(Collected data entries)
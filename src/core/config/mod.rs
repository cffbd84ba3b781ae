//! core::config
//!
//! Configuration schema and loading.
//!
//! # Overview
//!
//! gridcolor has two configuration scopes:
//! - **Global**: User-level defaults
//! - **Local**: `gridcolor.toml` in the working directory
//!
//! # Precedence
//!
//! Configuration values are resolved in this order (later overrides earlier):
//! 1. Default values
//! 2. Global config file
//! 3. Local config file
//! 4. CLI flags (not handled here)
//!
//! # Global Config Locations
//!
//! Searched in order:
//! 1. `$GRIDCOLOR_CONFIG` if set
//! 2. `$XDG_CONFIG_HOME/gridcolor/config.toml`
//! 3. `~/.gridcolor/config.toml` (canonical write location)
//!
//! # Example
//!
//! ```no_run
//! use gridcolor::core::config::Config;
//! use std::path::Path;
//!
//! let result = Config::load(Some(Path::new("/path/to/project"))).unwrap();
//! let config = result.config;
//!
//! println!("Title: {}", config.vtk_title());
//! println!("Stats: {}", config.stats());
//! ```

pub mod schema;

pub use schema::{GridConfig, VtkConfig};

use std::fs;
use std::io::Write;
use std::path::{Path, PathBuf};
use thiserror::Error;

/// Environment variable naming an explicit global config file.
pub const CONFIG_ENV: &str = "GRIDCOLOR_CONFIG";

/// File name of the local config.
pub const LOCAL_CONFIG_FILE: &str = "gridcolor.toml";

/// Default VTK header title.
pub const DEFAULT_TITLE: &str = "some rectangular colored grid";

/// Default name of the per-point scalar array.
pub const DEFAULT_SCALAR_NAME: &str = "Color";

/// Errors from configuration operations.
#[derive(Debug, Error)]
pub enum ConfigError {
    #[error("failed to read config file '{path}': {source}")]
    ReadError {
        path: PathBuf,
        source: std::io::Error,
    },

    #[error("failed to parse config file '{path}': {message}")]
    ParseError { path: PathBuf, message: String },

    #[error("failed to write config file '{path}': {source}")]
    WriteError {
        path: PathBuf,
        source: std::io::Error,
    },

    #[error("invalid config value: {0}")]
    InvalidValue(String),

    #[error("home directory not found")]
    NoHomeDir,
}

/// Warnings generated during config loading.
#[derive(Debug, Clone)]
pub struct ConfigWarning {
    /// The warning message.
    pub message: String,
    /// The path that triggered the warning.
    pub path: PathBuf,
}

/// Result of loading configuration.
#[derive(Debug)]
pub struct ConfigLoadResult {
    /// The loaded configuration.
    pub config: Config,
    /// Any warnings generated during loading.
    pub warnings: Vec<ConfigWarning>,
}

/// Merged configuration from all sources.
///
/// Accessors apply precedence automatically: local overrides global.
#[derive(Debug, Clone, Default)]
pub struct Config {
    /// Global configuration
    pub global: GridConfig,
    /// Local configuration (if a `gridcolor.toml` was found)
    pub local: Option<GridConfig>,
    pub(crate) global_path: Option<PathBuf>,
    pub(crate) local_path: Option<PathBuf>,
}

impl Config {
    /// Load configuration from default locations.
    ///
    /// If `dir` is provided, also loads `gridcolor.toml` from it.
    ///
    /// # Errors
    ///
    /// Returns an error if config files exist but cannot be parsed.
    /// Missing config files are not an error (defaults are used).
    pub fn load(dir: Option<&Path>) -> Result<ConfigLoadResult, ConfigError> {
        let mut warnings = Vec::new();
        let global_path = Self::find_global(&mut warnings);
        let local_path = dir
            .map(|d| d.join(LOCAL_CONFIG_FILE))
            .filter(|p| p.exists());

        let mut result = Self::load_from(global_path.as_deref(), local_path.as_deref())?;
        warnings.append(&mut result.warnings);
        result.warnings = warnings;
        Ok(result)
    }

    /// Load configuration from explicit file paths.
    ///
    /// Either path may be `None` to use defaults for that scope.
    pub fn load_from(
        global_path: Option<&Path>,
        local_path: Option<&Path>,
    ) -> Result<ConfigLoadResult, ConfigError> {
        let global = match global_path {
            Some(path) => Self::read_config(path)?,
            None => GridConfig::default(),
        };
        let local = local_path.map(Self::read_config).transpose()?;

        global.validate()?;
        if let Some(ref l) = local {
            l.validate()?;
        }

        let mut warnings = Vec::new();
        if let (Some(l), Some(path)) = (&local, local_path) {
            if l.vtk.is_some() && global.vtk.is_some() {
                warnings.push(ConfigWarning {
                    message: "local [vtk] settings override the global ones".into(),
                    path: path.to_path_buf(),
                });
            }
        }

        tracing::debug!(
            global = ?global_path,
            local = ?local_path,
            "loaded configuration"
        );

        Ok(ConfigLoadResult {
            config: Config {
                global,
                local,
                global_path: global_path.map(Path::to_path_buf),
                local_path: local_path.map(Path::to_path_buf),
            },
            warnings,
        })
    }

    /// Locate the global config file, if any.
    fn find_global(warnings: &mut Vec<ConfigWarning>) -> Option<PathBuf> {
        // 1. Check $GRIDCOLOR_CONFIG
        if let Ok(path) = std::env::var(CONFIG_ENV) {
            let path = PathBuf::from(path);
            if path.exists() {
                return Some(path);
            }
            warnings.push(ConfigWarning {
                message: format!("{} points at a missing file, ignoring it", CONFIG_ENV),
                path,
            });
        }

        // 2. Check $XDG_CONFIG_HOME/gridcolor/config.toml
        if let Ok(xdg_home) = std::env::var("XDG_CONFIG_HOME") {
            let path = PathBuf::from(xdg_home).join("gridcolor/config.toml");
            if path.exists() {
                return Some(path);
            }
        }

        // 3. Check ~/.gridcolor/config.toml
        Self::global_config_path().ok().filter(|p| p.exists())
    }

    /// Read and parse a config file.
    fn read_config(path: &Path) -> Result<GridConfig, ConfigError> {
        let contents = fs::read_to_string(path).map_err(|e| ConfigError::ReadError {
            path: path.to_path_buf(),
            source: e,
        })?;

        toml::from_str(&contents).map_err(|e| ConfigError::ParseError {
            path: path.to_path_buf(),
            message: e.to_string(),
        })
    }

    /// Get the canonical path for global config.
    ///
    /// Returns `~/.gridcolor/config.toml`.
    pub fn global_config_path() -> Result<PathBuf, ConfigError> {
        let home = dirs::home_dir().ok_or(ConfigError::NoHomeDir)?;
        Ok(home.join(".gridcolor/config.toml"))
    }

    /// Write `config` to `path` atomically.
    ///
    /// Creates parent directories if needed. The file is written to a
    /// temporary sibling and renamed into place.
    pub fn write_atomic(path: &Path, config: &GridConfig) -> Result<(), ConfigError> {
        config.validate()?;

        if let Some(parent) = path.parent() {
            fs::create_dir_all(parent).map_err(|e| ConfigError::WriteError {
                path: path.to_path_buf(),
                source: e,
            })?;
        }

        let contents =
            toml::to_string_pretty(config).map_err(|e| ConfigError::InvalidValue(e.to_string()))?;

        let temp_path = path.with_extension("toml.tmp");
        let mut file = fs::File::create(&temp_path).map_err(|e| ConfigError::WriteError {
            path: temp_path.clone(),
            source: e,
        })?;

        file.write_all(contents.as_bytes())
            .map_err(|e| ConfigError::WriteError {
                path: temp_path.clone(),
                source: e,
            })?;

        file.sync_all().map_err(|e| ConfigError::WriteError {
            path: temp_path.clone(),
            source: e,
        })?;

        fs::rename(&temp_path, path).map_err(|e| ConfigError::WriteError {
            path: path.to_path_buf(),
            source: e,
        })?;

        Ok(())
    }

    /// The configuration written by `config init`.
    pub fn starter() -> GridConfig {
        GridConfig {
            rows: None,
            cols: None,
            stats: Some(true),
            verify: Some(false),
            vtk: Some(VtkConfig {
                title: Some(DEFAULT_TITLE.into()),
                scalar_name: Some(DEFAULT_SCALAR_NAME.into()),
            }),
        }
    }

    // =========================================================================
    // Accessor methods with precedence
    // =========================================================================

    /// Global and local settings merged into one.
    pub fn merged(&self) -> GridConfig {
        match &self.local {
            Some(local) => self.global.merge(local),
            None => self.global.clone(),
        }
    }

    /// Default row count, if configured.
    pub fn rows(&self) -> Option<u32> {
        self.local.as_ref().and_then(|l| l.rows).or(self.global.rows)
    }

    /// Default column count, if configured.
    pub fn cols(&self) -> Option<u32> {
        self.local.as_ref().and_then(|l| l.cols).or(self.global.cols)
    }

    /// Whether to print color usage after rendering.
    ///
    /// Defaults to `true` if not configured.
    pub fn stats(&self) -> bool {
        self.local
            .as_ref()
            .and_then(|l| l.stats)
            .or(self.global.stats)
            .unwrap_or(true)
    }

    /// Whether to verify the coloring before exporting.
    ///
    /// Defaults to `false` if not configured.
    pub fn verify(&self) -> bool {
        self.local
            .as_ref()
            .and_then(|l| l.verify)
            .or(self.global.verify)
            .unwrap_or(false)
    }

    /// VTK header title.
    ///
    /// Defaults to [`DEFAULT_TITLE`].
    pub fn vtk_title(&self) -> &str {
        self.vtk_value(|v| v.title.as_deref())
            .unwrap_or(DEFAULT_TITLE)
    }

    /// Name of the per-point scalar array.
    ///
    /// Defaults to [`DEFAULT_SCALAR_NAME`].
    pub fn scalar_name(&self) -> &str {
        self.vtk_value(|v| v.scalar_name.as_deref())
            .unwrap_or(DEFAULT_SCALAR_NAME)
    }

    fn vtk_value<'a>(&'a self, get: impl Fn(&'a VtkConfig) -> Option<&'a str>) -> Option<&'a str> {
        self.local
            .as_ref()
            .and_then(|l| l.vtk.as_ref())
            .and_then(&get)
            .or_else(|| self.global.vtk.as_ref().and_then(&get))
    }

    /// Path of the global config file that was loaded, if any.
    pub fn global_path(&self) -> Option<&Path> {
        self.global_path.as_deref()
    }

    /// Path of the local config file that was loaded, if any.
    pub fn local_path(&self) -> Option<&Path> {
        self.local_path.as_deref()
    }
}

(Task directions): Please go through the entries and show every line with the word "cols".

(Expected answer):
            cols: None,
    pub fn cols(&self) -> Option<u32> {
        self.local.as_ref().and_then(|l| l.cols).or(self.global.cols)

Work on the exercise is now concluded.